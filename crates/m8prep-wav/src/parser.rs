//! RIFF chunk walking and format-chunk extraction.
//!
//! A single forward pass over the container: validate the 12-byte RIFF/WAVE
//! header, decode the first "fmt " chunk, and locate the "data" chunk without
//! consuming its payload. Unknown chunks ("LIST", "fact", ...) are skipped by
//! their declared size, rounded up to an even boundary per RIFF padding.

use std::fs::File;
use std::io::{BufReader, Read, Seek, SeekFrom};
use std::path::Path;

use crate::error::{WavError, WavResult};
use crate::format::WaveFormat;

/// Byte offset and length of a chunk payload within the container.
#[derive(Debug, Clone, Copy, PartialEq, Eq)]
pub struct ChunkLocation {
    /// Offset of the payload, just past the 8-byte chunk header.
    pub offset: u64,
    /// Declared payload length in bytes.
    pub len: u32,
}

/// Parsed structure of a WAV container.
#[derive(Debug, Clone, Copy)]
pub struct ParsedContainer {
    /// Decoded format-chunk fields.
    pub format: WaveFormat,
    /// Location of the "fmt " chunk payload.
    pub fmt_chunk: ChunkLocation,
    /// Location of the "data" chunk payload.
    pub data_chunk: ChunkLocation,
    /// Size declared in the RIFF header.
    pub riff_size: u32,
}

/// An open WAV file together with its parsed structure.
///
/// Created per file and exclusively owned by the operation processing that
/// file; the file is closed on drop.
#[derive(Debug)]
pub struct ContainerHandle {
    file: BufReader<File>,
    parsed: ParsedContainer,
}

impl ContainerHandle {
    /// Opens and fully parses a WAV file.
    pub fn open(path: &Path) -> WavResult<Self> {
        let mut file = BufReader::new(File::open(path)?);
        let parsed = parse_container(&mut file)?;
        Ok(Self { file, parsed })
    }

    /// Decoded format-chunk fields.
    pub fn format(&self) -> &WaveFormat {
        &self.parsed.format
    }

    /// Location of the "data" chunk payload.
    pub fn data_chunk(&self) -> ChunkLocation {
        self.parsed.data_chunk
    }

    /// Size declared in the RIFF header.
    pub fn riff_size(&self) -> u32 {
        self.parsed.riff_size
    }

    /// Seeks back to the start of the data chunk and returns a reader
    /// bounded to its declared length.
    pub fn data_reader(&mut self) -> WavResult<impl Read + '_> {
        self.file.seek(SeekFrom::Start(self.parsed.data_chunk.offset))?;
        Ok((&mut self.file).take(self.parsed.data_chunk.len as u64))
    }
}

/// Parses a complete container: format chunk plus data chunk location.
///
/// Fails with [`WavError::MissingFormatChunk`] if "data" precedes "fmt ",
/// [`WavError::MissingDataChunk`] if the file ends without a "data" chunk,
/// and [`WavError::TruncatedChunk`] if a declared size runs past end of file.
/// The stored block align is checked against channels and sample width.
pub fn parse_container<R: Read + Seek>(reader: &mut R) -> WavResult<ParsedContainer> {
    let parsed = walk_chunks(reader, WalkMode::Full)?;
    parsed.format.validate_block_align()?;
    Ok(parsed)
}

/// Parses the header only: stops at the "fmt " chunk and tolerates a missing
/// "data" chunk. Used by the verify pass, which never streams sample data.
pub fn read_format<R: Read + Seek>(reader: &mut R) -> WavResult<WaveFormat> {
    walk_chunks(reader, WalkMode::FormatOnly).map(|parsed| parsed.format)
}

#[derive(PartialEq)]
enum WalkMode {
    Full,
    FormatOnly,
}

fn walk_chunks<R: Read + Seek>(reader: &mut R, mode: WalkMode) -> WavResult<ParsedContainer> {
    let end = reader.seek(SeekFrom::End(0))?;
    reader.seek(SeekFrom::Start(0))?;

    let mut header = [0u8; 12];
    if end < 12 {
        return Err(WavError::NotRiffContainer);
    }
    reader.read_exact(&mut header)?;
    if &header[0..4] != b"RIFF" || &header[8..12] != b"WAVE" {
        return Err(WavError::NotRiffContainer);
    }
    let riff_size = u32::from_le_bytes([header[4], header[5], header[6], header[7]]);

    let mut fmt: Option<(WaveFormat, ChunkLocation)> = None;
    let mut pos: u64 = 12;

    // A dangling partial chunk header at the tail ends the walk.
    while pos + 8 <= end {
        let mut chunk_header = [0u8; 8];
        reader.read_exact(&mut chunk_header)?;
        let id = [chunk_header[0], chunk_header[1], chunk_header[2], chunk_header[3]];
        let size = u32::from_le_bytes([chunk_header[4], chunk_header[5], chunk_header[6], chunk_header[7]]);
        let payload = pos + 8;

        if payload + size as u64 > end {
            return Err(WavError::TruncatedChunk {
                chunk: String::from_utf8_lossy(&id).into_owned(),
                declared: size,
                available: end - payload,
            });
        }

        match &id {
            b"fmt " => {
                if size < 16 {
                    return Err(WavError::MalformedFormatChunk { declared: size });
                }
                let mut block = [0u8; 16];
                reader.read_exact(&mut block)?;
                let format = WaveFormat::from_bytes(&block);
                let loc = ChunkLocation {
                    offset: payload,
                    len: size,
                };
                if mode == WalkMode::FormatOnly {
                    return Ok(ParsedContainer {
                        format,
                        fmt_chunk: loc,
                        // Placeholder; FormatOnly callers never see the data chunk.
                        data_chunk: ChunkLocation { offset: 0, len: 0 },
                        riff_size,
                    });
                }
                if fmt.is_none() {
                    fmt = Some((format, loc));
                }
            }
            b"data" => {
                let (format, fmt_chunk) = fmt.ok_or(WavError::MissingFormatChunk)?;
                return Ok(ParsedContainer {
                    format,
                    fmt_chunk,
                    data_chunk: ChunkLocation {
                        offset: payload,
                        len: size,
                    },
                    riff_size,
                });
            }
            _ => {}
        }

        pos = payload + padded(size);
        reader.seek(SeekFrom::Start(pos))?;
    }

    if fmt.is_none() {
        Err(WavError::MissingFormatChunk)
    } else {
        Err(WavError::MissingDataChunk)
    }
}

/// Chunk payload size rounded up to an even boundary per RIFF padding rules.
fn padded(size: u32) -> u64 {
    (size as u64 + 1) & !1
}
//! Canonical WAV header writing.

use std::io::{self, Write};

use crate::format::WaveFormat;

/// Size of the RIFF header plus a 16-byte fmt chunk and the data chunk header.
pub const CANONICAL_HEADER_LEN: u32 = 44;

/// Writes a canonical RIFF/WAVE header for `data_size` bytes of sample data.
///
/// The caller streams the sample data afterwards, plus one zero pad byte when
/// `data_size` is odd (the pad is already accounted for in the RIFF size).
pub fn write_header<W: Write>(writer: &mut W, format: &WaveFormat, data_size: u32) -> io::Result<()> {
    let riff_size = CANONICAL_HEADER_LEN - 8 + data_size + (data_size % 2);

    // RIFF header
    writer.write_all(b"RIFF")?;
    writer.write_all(&riff_size.to_le_bytes())?;
    writer.write_all(b"WAVE")?;

    // fmt chunk
    writer.write_all(b"fmt ")?;
    writer.write_all(&16u32.to_le_bytes())?;
    writer.write_all(&format.format_tag.to_le_bytes())?;
    writer.write_all(&format.channels.to_le_bytes())?;
    writer.write_all(&format.sample_rate.to_le_bytes())?;
    writer.write_all(&format.avg_bytes_per_sec.to_le_bytes())?;
    writer.write_all(&format.block_align.to_le_bytes())?;
    writer.write_all(&format.bits_per_sample.to_le_bytes())?;

    // data chunk header
    writer.write_all(b"data")?;
    writer.write_all(&data_size.to_le_bytes())?;

    Ok(())
}
//! Error types for WAV container handling.

use thiserror::Error;

/// Result type for WAV operations.
pub type WavResult<T> = Result<T, WavError>;

/// Errors that can occur while parsing or rewriting a WAV container.
#[derive(Debug, Error)]
pub enum WavError {
    /// The file does not start with a RIFF header followed by "WAVE".
    #[error("not a RIFF/WAVE container")]
    NotRiffContainer,

    /// No "fmt " chunk was found before the "data" chunk.
    #[error("no fmt chunk before the data chunk")]
    MissingFormatChunk,

    /// No "data" chunk was found before end of file.
    #[error("no data chunk in container")]
    MissingDataChunk,

    /// A chunk declares more bytes than remain in the file.
    #[error("chunk '{chunk}' declares {declared} bytes but only {available} remain")]
    TruncatedChunk {
        /// Four-character chunk identifier.
        chunk: String,
        /// Size declared in the chunk header.
        declared: u32,
        /// Bytes actually remaining after the chunk header.
        available: u64,
    },

    /// The fmt chunk is too small to hold the 16-byte PCM format block.
    #[error("fmt chunk too short: {declared} bytes, need at least 16")]
    MalformedFormatChunk {
        /// Size declared in the fmt chunk header.
        declared: u32,
    },

    /// The format tag is not integer PCM.
    #[error("unsupported format tag {tag} (only uncompressed PCM, tag 1, is supported)")]
    UnsupportedFormatTag {
        /// The format tag found in the fmt chunk.
        tag: u16,
    },

    /// Block align disagrees with channels and bits per sample.
    #[error("block align {actual} does not match channels * bytes per sample ({expected})")]
    InvalidBlockAlign {
        /// `channels * (bits_per_sample / 8)`, widened past u16 so hostile
        /// headers cannot wrap it back onto the stored value.
        expected: u32,
        /// Block align stored in the fmt chunk.
        actual: u16,
    },

    /// The requested target bit depth is not usable.
    #[error("invalid target bit depth {bits}: must be 8, 16, 24 or 32")]
    InvalidTargetBits {
        /// The rejected bit depth.
        bits: u16,
    },

    /// Writing the converted container failed; the original file is intact.
    #[error("failed to write converted container: {message}")]
    ConversionWriteFailed {
        /// Underlying failure description.
        message: String,
    },

    /// I/O error.
    #[error("I/O error: {0}")]
    Io(#[from] std::io::Error),
}

impl WavError {
    /// Creates a write-failure error from any displayable cause.
    pub fn write_failed(cause: impl std::fmt::Display) -> Self {
        Self::ConversionWriteFailed {
            message: cause.to_string(),
        }
    }
}

#[cfg(test)]
mod tests {
    use super::*;

    #[test]
    fn test_truncated_chunk_message() {
        let err = WavError::TruncatedChunk {
            chunk: "data".to_string(),
            declared: 4096,
            available: 12,
        };
        assert!(err.to_string().contains("data"));
        assert!(err.to_string().contains("4096"));
    }

    #[test]
    fn test_write_failed_helper() {
        let err = WavError::write_failed("disk full");
        assert!(err.to_string().contains("disk full"));
    }
}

# # # # #

**AIM OF THE EXERCISE:**
Go over the data and return every line that includes the word "contains".

**RESULT FOR THIS EXERCISE:**
        assert!(err.to_string().contains("data"));
        assert!(err.to_string().contains("4096"));
        assert!(err.to_string().contains("disk full"));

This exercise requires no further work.